# Which DIY supplier do you order from the most for your flavour concentrates?



## GarethB (7/9/20)

Started DIY during lockdown and I'm loving it. In other words I'm very new to local online stores (Been out the country for 5 years and I wasn't vaping before I left)

After seeing what other people have posted on their monthly spendings on DIY supplies, it's got me wondering where people like to shop to re-stock their concentrates and other DIY related items.

I've been solely shopping at BLCK vapour.

The question: Where do you guys like to get your flavour concentrates from?

Do you only shop at one, or more? 

If more, why?

Why do you like buying from that store?

Your replies are much appreciated.

Reactions: Like 4


----------



## vicTor (7/9/20)

Blck as well, just never had a single issue

Reactions: Like 4 | Agree 1


----------



## SJY124 (7/9/20)

Blck and Boss Vape
Excellent service from Blck and great prices from Boss Vape

Reactions: Like 4 | Agree 2


----------



## Puff the Magic Dragon (7/9/20)

I also shop at BlcK but from their B&M shop in Cape Town. 

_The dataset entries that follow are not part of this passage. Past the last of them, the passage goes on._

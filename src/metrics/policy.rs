use serde::{Deserialize, Serialize};

use crate::error::{Error, Result};

const WEIGHT_TOLERANCE: f64 = 1e-9;

/// Upper bound on the manager action list, whatever the policy asks for.
pub const MAX_MANAGER_ACTIONS: usize = 6;

/// Component weights of the account health score. Must sum to 1.0.
#[derive(Debug, Clone, Copy, PartialEq, Serialize, Deserialize)]
#[serde(default)]
pub struct HealthWeights {
    pub usage_trend: f64,
    pub support: f64,
    pub engagement: f64,
    pub renewal: f64,
    pub payment: f64,
}

impl HealthWeights {
    pub const DEFAULT: Self = Self {
        usage_trend: 0.30,
        support: 0.20,
        engagement: 0.20,
        renewal: 0.15,
        payment: 0.15,
    };

    pub fn total(&self) -> f64 {
        self.usage_trend + self.support + self.engagement + self.renewal + self.payment
    }
}

impl Default for HealthWeights {
    fn default() -> Self {
        Self::DEFAULT
    }
}

#[derive(Debug, Clone, Copy, PartialEq, Serialize, Deserialize)]
#[serde(default)]
pub struct HealthPolicy {
    pub weights: HealthWeights,
    /// Usage score for a flat trend.
    pub usage_neutral: f64,
    pub usage_points_per_pct: f64,
    pub support_points_per_weight: f64,
    pub meeting_points: f64,
    pub meeting_cap: f64,
    pub stakeholder_points: f64,
    pub stakeholder_cap: f64,
    pub qbr_bonus: f64,
    /// Days to renewal at which the renewal score reaches 100.
    pub renewal_horizon_days: f64,
    pub payment_good: f64,
    pub payment_watch: f64,
    pub payment_overdue: f64,
    pub healthy_min: f64,
    pub watch_min: f64,
}

impl HealthPolicy {
    pub const DEFAULT: Self = Self {
        weights: HealthWeights::DEFAULT,
        usage_neutral: 50.0,
        usage_points_per_pct: 2.0,
        support_points_per_weight: 12.0,
        meeting_points: 12.0,
        meeting_cap: 60.0,
        stakeholder_points: 8.0,
        stakeholder_cap: 24.0,
        qbr_bonus: 16.0,
        renewal_horizon_days: 180.0,
        payment_good: 100.0,
        payment_watch: 60.0,
        payment_overdue: 25.0,
        healthy_min: 75.0,
        watch_min: 60.0,
    };
}

impl Default for HealthPolicy {
    fn default() -> Self {
        Self::DEFAULT
    }
}

/// Lower bounds of the forecast probability bands. Each band is half-open:
/// `[best_case_min, commit_min)` is best case, and so on.
#[derive(Debug, Clone, Copy, PartialEq, Serialize, Deserialize)]
#[serde(default)]
pub struct ForecastBands {
    pub commit_min: f64,
    pub best_case_min: f64,
    pub upside_min: f64,
}

impl ForecastBands {
    pub const DEFAULT: Self = Self {
        commit_min: 0.70,
        best_case_min: 0.40,
        upside_min: 0.10,
    };
}

impl Default for ForecastBands {
    fn default() -> Self {
        Self::DEFAULT
    }
}

#[derive(Debug, Clone, Copy, PartialEq, Serialize, Deserialize)]
#[serde(default)]
pub struct CoachingThresholds {
    pub coverage_goal: f64,
    pub coverage_high: f64,
    pub slipping_min: u32,
    pub slipping_high: u32,
    pub discount_max: f64,
    pub discount_high: f64,
    pub multithread_goal: f64,
    pub multithread_high: f64,
    pub renewal_touch_min: u32,
    /// Team scorecard: win rate (percent) that counts as strong conversion.
    pub strong_win_rate: f64,
    /// Team scorecard: renewal touchpoints expected per AE.
    pub renewal_touchpoint_goal: u32,
}

impl CoachingThresholds {
    pub const DEFAULT: Self = Self {
        coverage_goal: 2.5,
        coverage_high: 1.8,
        slipping_min: 3,
        slipping_high: 5,
        discount_max: 0.18,
        discount_high: 0.24,
        multithread_goal: 2.5,
        multithread_high: 2.0,
        renewal_touch_min: 2,
        strong_win_rate: 35.0,
        renewal_touchpoint_goal: 4,
    };
}

impl Default for CoachingThresholds {
    fn default() -> Self {
        Self::DEFAULT
    }
}

#[derive(Debug, Clone, Copy, PartialEq, Serialize, Deserialize)]
#[serde(default)]
pub struct ActionPolicy {
    pub max_actions: usize,
    /// Ranks below this start as `new`; the rest are `in_progress`.
    pub new_ranks: usize,
    pub high_impact_min: i32,
    pub medium_impact_min: i32,
    pub max_risk_candidates: usize,
    pub max_coaching_candidates: usize,
    pub max_approval_candidates: usize,
}

impl ActionPolicy {
    pub const DEFAULT: Self = Self {
        max_actions: 6,
        new_ranks: 3,
        high_impact_min: 15,
        medium_impact_min: 10,
        max_risk_candidates: 4,
        max_coaching_candidates: 4,
        max_approval_candidates: 3,
    };
}

impl Default for ActionPolicy {
    fn default() -> Self {
        Self::DEFAULT
    }
}

/// Additive percentage-point shift applied by each scenario preset.
#[derive(Debug, Clone, Copy, PartialEq, Serialize, Deserialize)]
#[serde(default)]
pub struct ScenarioShifts {
    pub conservative: f64,
    pub current: f64,
    pub aggressive: f64,
}

impl ScenarioShifts {
    pub const DEFAULT: Self = Self {
        conservative: -8.0,
        current: 0.0,
        aggressive: 8.0,
    };
}

impl Default for ScenarioShifts {
    fn default() -> Self {
        Self::DEFAULT
    }
}

/// Discount approval ladder and deal-desk risk cut-offs.
#[derive(Debug, Clone, Copy, PartialEq, Serialize, Deserialize)]
#[serde(default)]
pub struct GuardrailPolicy {
    pub rep_max: f64,
    pub manager_max: f64,
    pub director_max: f64,
    pub medium_risk_above: f64,
    pub high_risk_above: f64,
}

impl GuardrailPolicy {
    pub const DEFAULT: Self = Self {
        rep_max: 0.10,
        manager_max: 0.20,
        director_max: 0.30,
        medium_risk_above: 0.10,
        high_risk_above: 0.20,
    };
}

impl Default for GuardrailPolicy {
    fn default() -> Self {
        Self::DEFAULT
    }
}

#[derive(Debug, Clone, Copy, PartialEq, Serialize, Deserialize)]
#[serde(default)]
pub struct QuestionPolicy {
    pub coverage_on_track: f64,
    pub coverage_watch: f64,
    pub forecast_on_track: f64,
    pub forecast_watch: f64,
    /// At-risk account counts below these are on track / watch.
    pub at_risk_on_track_below: usize,
    pub at_risk_watch_below: usize,
    /// Coaching flag counts up to these are on track / watch.
    pub coaching_on_track_max: usize,
    pub coaching_watch_max: usize,
    pub qbr_overdue_max: usize,
    pub plan_completeness_min: f64,
}

impl QuestionPolicy {
    pub const DEFAULT: Self = Self {
        coverage_on_track: 2.5,
        coverage_watch: 2.0,
        forecast_on_track: 0.92,
        forecast_watch: 0.75,
        at_risk_on_track_below: 12,
        at_risk_watch_below: 20,
        coaching_on_track_max: 8,
        coaching_watch_max: 14,
        qbr_overdue_max: 6,
        plan_completeness_min: 70.0,
    };
}

impl Default for QuestionPolicy {
    fn default() -> Self {
        Self::DEFAULT
    }
}

/// The complete policy, one frozen value per computation cycle.
///
/// Scoring functions read [`MetricsPolicy::DEFAULT`] unless the caller uses
/// a `*_with` variant. A policy file only names the values it overrides.
#[derive(Debug, Clone, Copy, PartialEq, Serialize, Deserialize)]
#[serde(default)]
pub struct MetricsPolicy {
    pub health: HealthPolicy,
    pub forecast: ForecastBands,
    pub coaching: CoachingThresholds,
    pub actions: ActionPolicy,
    pub scenario: ScenarioShifts,
    pub guardrails: GuardrailPolicy,
    pub questions: QuestionPolicy,
}

impl MetricsPolicy {
    pub const DEFAULT: Self = Self {
        health: HealthPolicy::DEFAULT,
        forecast: ForecastBands::DEFAULT,
        coaching: CoachingThresholds::DEFAULT,
        actions: ActionPolicy::DEFAULT,
        scenario: ScenarioShifts::DEFAULT,
        guardrails: GuardrailPolicy::DEFAULT,
        questions: QuestionPolicy::DEFAULT,
    };

    /// Parse a (possibly partial) policy document and validate it.
    pub fn from_json(raw: &str) -> Result<Self> {
        let policy: MetricsPolicy = serde_json::from_str(raw)?;
        policy.validate()?;
        Ok(policy)
    }

    /// Reject policies that would break score bounds or band ordering.
    pub fn validate(&self) -> Result<()> {
        let w = &self.health.weights;
        let weights = [w.usage_trend, w.support, w.engagement, w.renewal, w.payment];
        if weights.iter().any(|v| !v.is_finite() || *v < 0.0) {
            return Err(Error::Config("health weights must be finite and non-negative".into()));
        }
        if (w.total() - 1.0).abs() > WEIGHT_TOLERANCE {
            return Err(Error::Config(format!(
                "health weights must sum to 1.0, got {}",
                w.total()
            )));
        }
        if self.health.renewal_horizon_days <= 0.0 {
            return Err(Error::Config("renewal_horizon_days must be positive".into()));
        }
        if self.health.healthy_min < self.health.watch_min {
            return Err(Error::Config("healthy_min must not be below watch_min".into()));
        }

        let f = &self.forecast;
        let ordered = f.upside_min >= 0.0
            && f.upside_min < f.best_case_min
            && f.best_case_min < f.commit_min
            && f.commit_min <= 1.0;
        if !ordered {
            return Err(Error::Config(format!(
                "forecast bands must satisfy 0 <= upside < best_case < commit <= 1, got {} / {} / {}",
                f.upside_min, f.best_case_min, f.commit_min
            )));
        }

        let c = &self.coaching;
        if c.coverage_high > c.coverage_goal
            || c.slipping_high < c.slipping_min
            || c.discount_high < c.discount_max
            || c.multithread_high > c.multithread_goal
        {
            return Err(Error::Config(
                "coaching high-severity thresholds must be stricter than their triggers".into(),
            ));
        }
        if !(0.0..=100.0).contains(&c.strong_win_rate) {
            return Err(Error::Config("strong_win_rate must be a percentage".into()));
        }

        let a = &self.actions;
        if a.max_actions == 0 || a.max_actions > MAX_MANAGER_ACTIONS {
            return Err(Error::Config(format!(
                "max_actions must be between 1 and {MAX_MANAGER_ACTIONS}, got {}",
                a.max_actions
            )));
        }
        if a.new_ranks > a.max_actions || a.high_impact_min < a.medium_impact_min {
            return Err(Error::Config("action ranking thresholds are inconsistent".into()));
        }

        let g = &self.guardrails;
        if !(g.rep_max <= g.manager_max && g.manager_max <= g.director_max) {
            return Err(Error::Config("discount guardrail ladder must be ascending".into()));
        }

        Ok(())
    }
}

impl Default for MetricsPolicy {
    fn default() -> Self {
        Self::DEFAULT
    }
}

#[cfg(test)]
mod tests {
    use super::*;

    #[test]
    fn test_default_weights_sum_to_one() {
        assert!((HealthWeights::DEFAULT.total() - 1.0).abs() < 1e-12);
    }

    #[test]
    fn test_default_policy_is_valid() {
        MetricsPolicy::default().validate().unwrap();
    }

    #[test]
    fn test_partial_policy_keeps_defaults() {
        let policy = MetricsPolicy::from_json(r#"{"coaching": {"coverage_goal": 3.0}}"#).unwrap();
        assert_eq!(policy.coaching.coverage_goal, 3.0);
        assert_eq!(policy.coaching.coverage_high, 1.8);
        assert_eq!(policy.health, HealthPolicy::DEFAULT);
        assert_eq!(policy.actions.max_actions, 6);
    }

    #[test]
    fn test_rejects_weights_not_summing_to_one() {
        let err = MetricsPolicy::from_json(r#"{"health": {"weights": {"usage_trend": 0.5}}}"#)
            .unwrap_err();
        assert!(matches!(err, Error::Config(_)));
    }

    #[test]
    fn test_rejects_unordered_bands() {
        let err = MetricsPolicy::from_json(r#"{"forecast": {"best_case_min": 0.8}}"#).unwrap_err();
        assert!(err.to_string().contains("forecast bands"));
    }

    #[test]
    fn test_rejects_lenient_high_severity() {
        let err = MetricsPolicy::from_json(r#"{"coaching": {"slipping_high": 2}}"#).unwrap_err();
        assert!(matches!(err, Error::Config(_)));
    }

    #[test]
    fn test_rejects_action_limit_out_of_range() {
        let err = MetricsPolicy::from_json(r#"{"actions": {"max_actions": 10}}"#).unwrap_err();
        assert!(err.to_string().contains("max_actions"));
        let err = MetricsPolicy::from_json(r#"{"actions": {"max_actions": 0}}"#).unwrap_err();
        assert!(matches!(err, Error::Config(_)));
        let policy = MetricsPolicy::from_json(r#"{"actions": {"max_actions": 4}}"#).unwrap();
        assert_eq!(policy.actions.max_actions, 4);
    }

    #[test]
    fn test_rejects_malformed_json() {
        let err = MetricsPolicy::from_json("{not json").unwrap_err();
        assert!(matches!(err, Error::Json(_)));
    }
}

Nice people and service but they are quite often out of stock of popular concentrates. Having said this they have the most comprehensive range in SA (I stand to be corrected on this).

They are not the cheapest but as they are a B&M, and convenient for me, I save on the postage. 

If you are buying online Boss Vapes and Flavour world are often cheaper but if they don't have all the concentrates you need you will probably save buying from BlcK by not having to pay to ship from two vendors. This will depend on what the quantities are that you require.

Reactions: Like 2 | Agree 4 | Winner 1 | Thanks 1


----------



## NecroticAngel (7/9/20)

Buying in bulk you cant beat Valley Vapor, but excellent service from Blck Vapor and The Flavor Mill for non bulk

Reactions: Like 7


----------



## Dela Rey Steyn (7/9/20)

BLCK and The Flavour Mill for me! Great service from both.

Reactions: Like 4 | Agree 2


----------



## BurnerRSA (7/9/20)

I started vaping about 3 months ago out of necessity with the lock-down going on and I ask myself why did I smoke for 20+ years. It did take some trial & error with all the different mods, tanks and vape juices available but with the device sorted I recently started DIY mixing. I bought everything from The Flavour Mill. VG, PG, NIC and a whole bunch of flavourings. I looked online for about 6 or 7 highly rated recipes and bought the flavourings for that recipes. I made a huge noobie mistake and mixed away making 100ml of each recipe and now I only like about 2 or 3 of them...lol.

Anyway, back to topic. I had zero issues with the ordering process and my order were in Bloemfontein overnight. Packaging was top notch and I actually compared prices with Boss and BLCK and chose The Flavour Mill because the NIC was the best price. 

I bought about 20 glass 100ml bottles @ R3.50 per bottle but after my mega mixing escapades I will be looking at 10ml and 30ml dripper bottles for next months order from a different vendor because of TFM price.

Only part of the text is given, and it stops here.